__Activity__.
Search the entries for the string "ColorSupport" and give the number of lines that hold it, nothing more.

__Available records__.
=== Section Start ===

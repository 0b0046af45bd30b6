//! Opaque path values.

use serde::{Deserialize, Serialize};
use std::fmt;

/// A filesystem path as written in a project description.
///
/// No normalization is applied: two values are equal only when their text
/// is identical.
#[derive(Debug, Clone, PartialEq, Eq, PartialOrd, Ord, Hash, Serialize, Deserialize)]
#[serde(transparent)]
pub struct PathValue(String);

impl PathValue {
    pub fn new(path: impl Into<String>) -> Self {
        Self(path.into())
    }

    pub fn as_str(&self) -> &str {
        &self.0
    }

    pub fn into_string(self) -> String {
        self.0
    }
}

impl From<&str> for PathValue {
    fn from(path: &str) -> Self {
        Self::new(path)
    }
}

impl From<String> for PathValue {
    fn from(path: String) -> Self {
        Self(path)
    }
}

impl AsRef<str> for PathValue {
    fn as_ref(&self) -> &str {
        &self.0
    }
}

impl fmt::Display for PathValue {
    fn fmt(&self, f: &mut fmt::Formatter<'_>) -> fmt::Result {
        f.write_str(&self.0)
    }
}

#[cfg(test)]
mod tests {
    use super::*;

    #[test]
    fn test_equality_is_textual() {
        assert_eq!(PathValue::new("Sources/App"), PathValue::from("Sources/App"));
        assert_ne!(PathValue::new("Sources/App"), PathValue::new("Sources//App"));
        assert_ne!(PathValue::new("Sources/App"), PathValue::new("./Sources/App"));
    }

    #[test]
    fn test_serializes_as_plain_string() {
        let path = PathValue::new("Resources/**");
        assert_eq!(serde_json::to_string(&path).unwrap(), "\"Resources/**\"");
        let back: PathValue = serde_json::from_str("\"Resources/**\"").unwrap();
        assert_eq!(back, path);
    }
}
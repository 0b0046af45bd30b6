//! `Package.swift` synthesis.
//!
//! Turns a [`DependencySet`] into the source of a package manifest that the
//! Swift Package Manager can resolve. Only the package list is rendered;
//! product type and deployment target overrides are applied by the project
//! generator itself and never appear in the manifest.

use crate::types::DependencySet;

/// Name given to the synthesized package
pub const PACKAGE_NAME: &str = "PackageName";

/// Separator placed between rendered package entries
pub const ENTRY_SEPARATOR: &str = "\n\t";

/// Render the `Package.swift` source for a dependency set.
///
/// Every entry is followed by a comma, including the last one. The output
/// has no trailing newline.
pub fn synthesize(dependencies: &DependencySet) -> String {
    let entries = dependencies
        .packages
        .iter()
        .map(|package| format!("{},", package.manifest_value()))
        .collect::<Vec<_>>()
        .join(ENTRY_SEPARATOR);

    format!(
        "import PackageDescription\n\
         \n\
         let package = Package(\n    \
             name: \"{name}\",\n    \
             dependencies: [\n        \
                 {entries}\n    \
             ]\n\
         )",
        name = PACKAGE_NAME,
        entries = entries,
    )
}

impl DependencySet {
    /// Returns the `Package.swift` representation
    pub fn manifest_value(&self) -> String {
        synthesize(self)
    }
}


#[cfg(test)]
mod property_tests {
    use super::*;
    use crate::types::{PackageRequirement, PackageSpec};
    use proptest::prelude::*;

    fn arb_package() -> impl Strategy<Value = PackageSpec> {
        prop_oneof![
            "[a-zA-Z0-9./_-]{1,16}".prop_map(|path: String| PackageSpec::local(path)),
            ("[a-z]{1,8}", "[0-9]\\.[0-9]\\.[0-9]").prop_map(|(name, version)| {
                PackageSpec::remote(
                    format!("https://example.com/{}.git", name),
                    PackageRequirement::up_to_next_minor(version),
                )
            }),
        ]
    }

    proptest! {
        #[test]
        fn synthesis_is_deterministic(packages in prop::collection::vec(arb_package(), 0..8)) {
            let first = DependencySet::new(packages.clone());
            let second = DependencySet::new(packages.clone());
            let manifest = synthesize(&first);
            prop_assert_eq!(&manifest, &synthesize(&second));

            for package in &packages {
                let entry = format!("{},", package.manifest_value());
                prop_assert!(manifest.contains(&entry));
            }
        }
    }
}
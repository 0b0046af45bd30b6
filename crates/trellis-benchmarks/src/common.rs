//! Shared criterion setup

use std::time::Duration;

use criterion::Criterion;
use pprof::criterion::{Output, PProfProfiler};

/// Criterion with flamegraph profiling enabled
pub fn criterion_config() -> Criterion {
    Criterion::default()
        .warm_up_time(Duration::from_secs(2))
        .measurement_time(Duration::from_secs(5))
        .sample_size(50)
        .with_profiler(PProfProfiler::new(100, Output::Flamegraph(None)))
}
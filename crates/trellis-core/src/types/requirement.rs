//! Version constraints for remote packages.

use crate::error::SchemaError;
use crate::schema::{self, TYPE_FIELD};
use serde::{Deserialize, Deserializer, Serialize, Serializer};
use serde_json::{json, Value};
use std::fmt;

const ENTITY: &str = "PackageRequirement";

/// Which versions of a remote package are acceptable.
///
/// Version strings are opaque; nothing here validates them.
#[derive(Debug, Clone, PartialEq, Eq, Hash)]
pub enum PackageRequirement {
    Exact(String),
    UpToNextMajor(String),
    UpToNextMinor(String),
    Branch(String),
    Revision(String),
    /// `from` inclusive, `to` exclusive
    Range { from: String, to: String },
}

impl PackageRequirement {
    pub fn exact(version: impl Into<String>) -> Self {
        Self::Exact(version.into())
    }

    pub fn up_to_next_major(version: impl Into<String>) -> Self {
        Self::UpToNextMajor(version.into())
    }

    pub fn up_to_next_minor(version: impl Into<String>) -> Self {
        Self::UpToNextMinor(version.into())
    }

    pub fn branch(name: impl Into<String>) -> Self {
        Self::Branch(name.into())
    }

    pub fn revision(id: impl Into<String>) -> Self {
        Self::Revision(id.into())
    }

    pub fn range(from: impl Into<String>, to: impl Into<String>) -> Self {
        Self::Range {
            from: from.into(),
            to: to.into(),
        }
    }

    pub fn type_name(&self) -> &'static str {
        match self {
            Self::Exact(_) => "exact",
            Self::UpToNextMajor(_) => "upToNextMajor",
            Self::UpToNextMinor(_) => "upToNextMinor",
            Self::Branch(_) => "branch",
            Self::Revision(_) => "revision",
            Self::Range { .. } => "range",
        }
    }

    /// Render as a `Package.swift` requirement expression.
    ///
    /// Field text is inserted verbatim, without escaping.
    pub fn manifest_value(&self) -> String {
        match self {
            Self::Exact(version) => format!(".exact(\"{}\")", version),
            Self::UpToNextMajor(version) => format!(".upToNextMajor(from: \"{}\")", version),
            Self::UpToNextMinor(version) => format!(".upToNextMinor(from: \"{}\")", version),
            Self::Branch(branch) => format!(".branch(\"{}\")", branch),
            Self::Revision(revision) => format!(".revision(\"{}\")", revision),
            Self::Range { from, to } => format!("\"{}\"..<\"{}\"", from, to),
        }
    }

    pub fn to_value(&self) -> Value {
        let kind = self.type_name();
        match self {
            Self::Exact(version) | Self::UpToNextMajor(version) | Self::UpToNextMinor(version) => {
                json!({ TYPE_FIELD: kind, "version": version })
            },
            Self::Branch(name) => json!({ TYPE_FIELD: kind, "name": name }),
            Self::Revision(id) => json!({ TYPE_FIELD: kind, "id": id }),
            Self::Range { from, to } => json!({ TYPE_FIELD: kind, "from": from, "to": to }),
        }
    }

    pub fn from_value(value: &Value) -> Result<Self, SchemaError> {
        let record = schema::record(value, ENTITY)?;
        let field = |variant: &'static str, name: &'static str| {
            schema::required_str(record, ENTITY, variant, name)
        };

        match schema::discriminator(record, ENTITY)? {
            "exact" => Ok(Self::Exact(field("exact", "version")?)),
            "upToNextMajor" => Ok(Self::UpToNextMajor(field("upToNextMajor", "version")?)),
            "upToNextMinor" => Ok(Self::UpToNextMinor(field("upToNextMinor", "version")?)),
            "branch" => Ok(Self::Branch(field("branch", "name")?)),
            "revision" => Ok(Self::Revision(field("revision", "id")?)),
            "range" => Ok(Self::Range {
                from: field("range", "from")?,
                to: field("range", "to")?,
            }),
            other => Err(SchemaError::unrecognized(ENTITY, Some(other))),
        }
    }
}

impl fmt::Display for PackageRequirement {
    fn fmt(&self, f: &mut fmt::Formatter<'_>) -> fmt::Result {
        f.write_str(&self.manifest_value())
    }
}

impl Serialize for PackageRequirement {
    fn serialize<S: Serializer>(&self, serializer: S) -> Result<S::Ok, S::Error> {
        self.to_value().serialize(serializer)
    }
}

impl<'de> Deserialize<'de> for PackageRequirement {
    fn deserialize<D: Deserializer<'de>>(deserializer: D) -> Result<Self, D::Error> {
        let value = Value::deserialize(deserializer)?;
        Self::from_value(&value).map_err(serde::de::Error::custom)
    }
}
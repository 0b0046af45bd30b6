//! File selector lists
//!
//! A list is stored either as a bare JSON array or under a `files` key:
//!
//! ```toml
//! [[files]]
//! type = "glob"
//! pattern = "Sources/**"
//! ```

use camino::Utf8Path;
use serde_json::Value;
use trellis_core::error::{SchemaError, TrellisError};
use trellis_core::types::{FileList, FileSelector};

use crate::description::{parse_document, DescriptionFormat};
use crate::ConfigResult;

const FILES_KEY: &str = "files";

/// Parse and decode a list of file selectors
pub fn parse_file_list(
    content: &str,
    format: DescriptionFormat,
    origin: &str,
) -> ConfigResult<FileList> {
    let document = parse_document(content, format, origin)?;
    let items = match &document {
        Value::Array(items) => items,
        Value::Object(record) => match record.get(FILES_KEY) {
            Some(Value::Array(items)) => items,
            _ => return Err(list_shape().into()),
        },
        _ => return Err(list_shape().into()),
    };

    items
        .iter()
        .map(|item| FileSelector::from_value(item).map_err(TrellisError::from))
        .collect()
}

/// Canonical JSON encoding of a list of file selectors
pub fn encode_file_list(files: &FileList) -> ConfigResult<String> {
    serde_json::to_string_pretty(files).map_err(|e| TrellisError::JsonParse {
        message: format!("JSON serialization error: {}", e),
    })
}

/// Load a list of file selectors from a file path
pub async fn load_from_file(path: &Utf8Path) -> ConfigResult<FileList> {
    let format = DescriptionFormat::from_path(path)?;
    let content = tokio::fs::read_to_string(path)
        .await
        .map_err(|e| TrellisError::io(format!("Failed to read {}", path), e))?;

    parse_file_list(&content, format, path.as_str())
}

fn list_shape() -> SchemaError {
    SchemaError::UnexpectedShape {
        entity: "FileList",
        expected: "a list of file selectors or a 'files' list",
    }
}

#[cfg(test)]
mod tests {
    use super::*;
    use proptest::prelude::*;

    #[test]
    fn test_parse_json_array() {
        let json = r#"[
            { "type": "glob", "pattern": "Sources/**", "tags": ["code"] },
            { "type": "folderReference", "path": "Resources" }
        ]"#;
        let files = parse_file_list(json, DescriptionFormat::Json, "files.json").unwrap();
        assert_eq!(
            files.into_inner(),
            vec![
                FileSelector::glob("Sources/**").with_tags(["code"]),
                FileSelector::folder_reference("Resources"),
            ]
        );
    }

    #[test]
    fn test_parse_toml_files_key() {
        let toml = r#"
[[files]]
type = "glob"
pattern = "App/**"

[[files]]
type = "folderReference"
path = "Assets"
tags = 3
"#;
        let files = parse_file_list(toml, DescriptionFormat::Toml, "files.toml").unwrap();
        assert_eq!(files[0], FileSelector::glob("App/**"));
        assert_eq!(files[1], FileSelector::folder_reference("Assets"));
    }

    #[test]
    fn test_unknown_selector_fails_the_list() {
        let json = r#"[{ "type": "glob", "pattern": "A/**" }, { "type": "unknown", "path": "x" }]"#;
        let err = parse_file_list(json, DescriptionFormat::Json, "files.json").unwrap_err();
        assert!(matches!(
            err,
            TrellisError::Schema(SchemaError::UnrecognizedDiscriminator { .. })
        ));
    }

    #[test]
    fn test_rejects_non_list_document() {
        let err = parse_file_list(r#"{ "sources": [] }"#, DescriptionFormat::Json, "files.json")
            .unwrap_err();
        assert!(matches!(err, TrellisError::Schema(SchemaError::UnexpectedShape { .. })));
    }

    #[test]
    fn test_encode_is_canonical() {
        let files: FileList = "Sources/**".into();
        let encoded = encode_file_list(&files).unwrap();
        let reparsed = parse_file_list(&encoded, DescriptionFormat::Json, "encoded").unwrap();
        assert_eq!(reparsed, files);
        assert!(encoded.contains("\"tags\": []"));
    }

    fn selector_strategy() -> impl Strategy<Value = FileSelector> {
        let tags = prop::collection::vec("[a-z]{1,8}", 0..3);
        prop_oneof![
            ("[A-Za-z/*]{1,20}", tags.clone())
                .prop_map(|(pattern, tags)| FileSelector::glob(pattern).with_tags(tags)),
            ("[A-Za-z/]{1,20}", tags)
                .prop_map(|(path, tags)| FileSelector::folder_reference(path).with_tags(tags)),
        ]
    }

    proptest! {
        #[test]
        fn test_encoded_lists_parse_back(
            selectors in prop::collection::vec(selector_strategy(), 0..8)
        ) {
            let files: FileList = selectors.into();
            let encoded = encode_file_list(&files).unwrap();
            let reparsed = parse_file_list(&encoded, DescriptionFormat::Json, "encoded").unwrap();
            prop_assert_eq!(reparsed, files);
        }
    }
}
//! ANSI colors, honouring `NO_COLOR` and only when stderr is a terminal.

use std::env;
use std::io::{self, IsTerminal};

const RESET: &str = "\x1b[0m";

pub struct ColorSupport {
    enabled: bool,
}

impl ColorSupport {
    pub fn detect() -> Self {
        if env::var_os("NO_COLOR").is_none() && io::stderr().is_terminal() {
            Self::enabled()
        } else {
            Self::disabled()
        }
    }

    pub fn enabled() -> Self {
        Self { enabled: true }
    }

    pub fn disabled() -> Self {
        Self { enabled: false }
    }

    fn paint(&self, code: &str, text: &str) -> String {
        if self.enabled {
            format!("\x1b[{}m{}{}", code, text, RESET)
        } else {
            text.to_string()
        }
    }

    pub fn green(&self, text: &str) -> String {
        self.paint("32", text)
    }

    pub fn red(&self, text: &str) -> String {
        self.paint("31", text)
    }

    pub fn dim(&self, text: &str) -> String {
        self.paint("2", text)
    }
}
//! Terminal output.
//!
//! Command results go to stdout untouched so they can be piped or
//! redirected; status lines go to stderr.

pub mod colors;
pub mod errors;

/// Writes command results and status lines
pub struct OutputHandler {
    colors: colors::ColorSupport,
}

impl OutputHandler {
    pub fn new() -> Self {
        Self {
            colors: colors::ColorSupport::detect(),
        }
    }

    /// Output handler that never emits escape codes
    pub fn plain() -> Self {
        Self {
            colors: colors::ColorSupport::disabled(),
        }
    }

    /// Print a command result verbatim on stdout
    pub fn result(&self, text: &str) {
        println!("{}", text);
    }

    pub fn success(&self, message: &str) {
        eprintln!("{}", self.success_line(message));
    }

    fn success_line(&self, message: &str) -> String {
        format!("{} {}", self.colors.green("✓"), message)
    }
}

impl Default for OutputHandler {
    fn default() -> Self {
        Self::new()
    }
}
//! # trellis-cli
//!
//! Command line front end for Trellis.
//!
//! Parses arguments, sets up logging and the panic hook, then hands the
//! selected subcommand to [`commands::dispatch_command`].

use std::process::ExitCode;

use camino::Utf8PathBuf;
use clap::{Parser, Subcommand};
use tracing::{debug, error};
use trellis_core::error::{TrellisError, TrellisResult};

mod commands;
mod output;

use commands::CommandContext;
use output::colors::ColorSupport;
use output::errors::ErrorFormatter;
use output::OutputHandler;

/// Generate Swift package manifests from dependency descriptions
#[derive(Parser)]
#[command(name = "trellis", version, about = "Swift package manifest generator")]
pub struct Cli {
    #[command(subcommand)]
    pub command: Commands,

    /// Enable verbose output
    #[arg(short, long, global = true)]
    pub verbose: bool,

    /// Never color status lines or errors
    #[arg(long, global = true)]
    pub no_color: bool,
}

#[derive(Subcommand)]
pub enum Commands {
    /// Synthesize Package.swift from a dependency description
    Manifest {
        /// Description file (Dependencies.toml or Dependencies.json)
        #[arg(value_name = "PATH")]
        path: Option<Utf8PathBuf>,

        /// Write the manifest to FILE instead of stdout
        #[arg(short, long, value_name = "FILE")]
        output: Option<Utf8PathBuf>,
    },
    /// Print the canonical encoding of a file selector list
    Files {
        #[arg(value_name = "PATH")]
        path: Utf8PathBuf,
    },
    /// Show version information
    Version,
}

fn main() -> ExitCode {
    let cli = Cli::parse();

    setup_logging(cli.verbose);
    setup_panic_handler();

    debug!("Starting trellis v{}", env!("CARGO_PKG_VERSION"));

    let no_color = cli.no_color;
    match run_cli(cli) {
        Ok(()) => ExitCode::SUCCESS,
        Err(err) => {
            let formatter = if no_color {
                ErrorFormatter::with_colors(ColorSupport::disabled())
            } else {
                ErrorFormatter::new()
            };
            eprintln!("{}", formatter.format_error(&err));
            ExitCode::FAILURE
        },
    }
}

fn run_cli(cli: Cli) -> TrellisResult<()> {
    let rt = tokio::runtime::Runtime::new()
        .map_err(|e| TrellisError::io("Failed to create async runtime".to_string(), e))?;

    rt.block_on(async {
        let output = if cli.no_color {
            OutputHandler::plain()
        } else {
            OutputHandler::new()
        };
        let ctx = CommandContext::new(output)?;
        commands::dispatch_command(cli.command, &ctx).await
    })
}

fn log_filter(verbose: bool) -> String {
    let level = if verbose { "debug" } else { "info" };
    ["trellis", "trellis_core", "trellis_config", "trellis_queue"]
        .iter()
        .map(|target| format!("{}={}", target, level))
        .collect::<Vec<_>>()
        .join(",")
}

fn setup_logging(verbose: bool) {
    tracing_subscriber::fmt()
        .with_env_filter(log_filter(verbose))
        .with_writer(std::io::stderr)
        .with_target(false)
        .init();
}

fn setup_panic_handler() {
    std::panic::set_hook(Box::new(|panic_info| {
        error!("trellis encountered an unexpected error: {}", panic_info);
        eprintln!("trellis crashed! This is a bug.");
        eprintln!("Error: {}", panic_info);
    }));
}
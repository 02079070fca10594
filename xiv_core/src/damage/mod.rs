//! Damage system - fixed-point damage pipeline and hit sampling

mod calculation;
mod generator;
mod hit;

pub use calculation::{
    calc_action_damage, calc_auto_attack_damage, calc_dot_tick_damage, random_variance,
    roll_action_damage, roll_auto_attack_damage, roll_dot_tick_damage, RANDOM_VARIANCE_IDENTITY,
    RANDOM_VARIANCE_MAX, RANDOM_VARIANCE_MIN,
};
pub use generator::{generate_sample_hits, multi_hit_damage_sample, MultiHitSamples, SampleHits};
pub use hit::{
    DamageKind, HitModifiers, PreparedHit, SampledHit, DIRECT_HIT_MULTIPLIER, MAX_POTENCY,
    OUTCOME_SCALE,
};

=== Section End ===

__Result of this task__.
7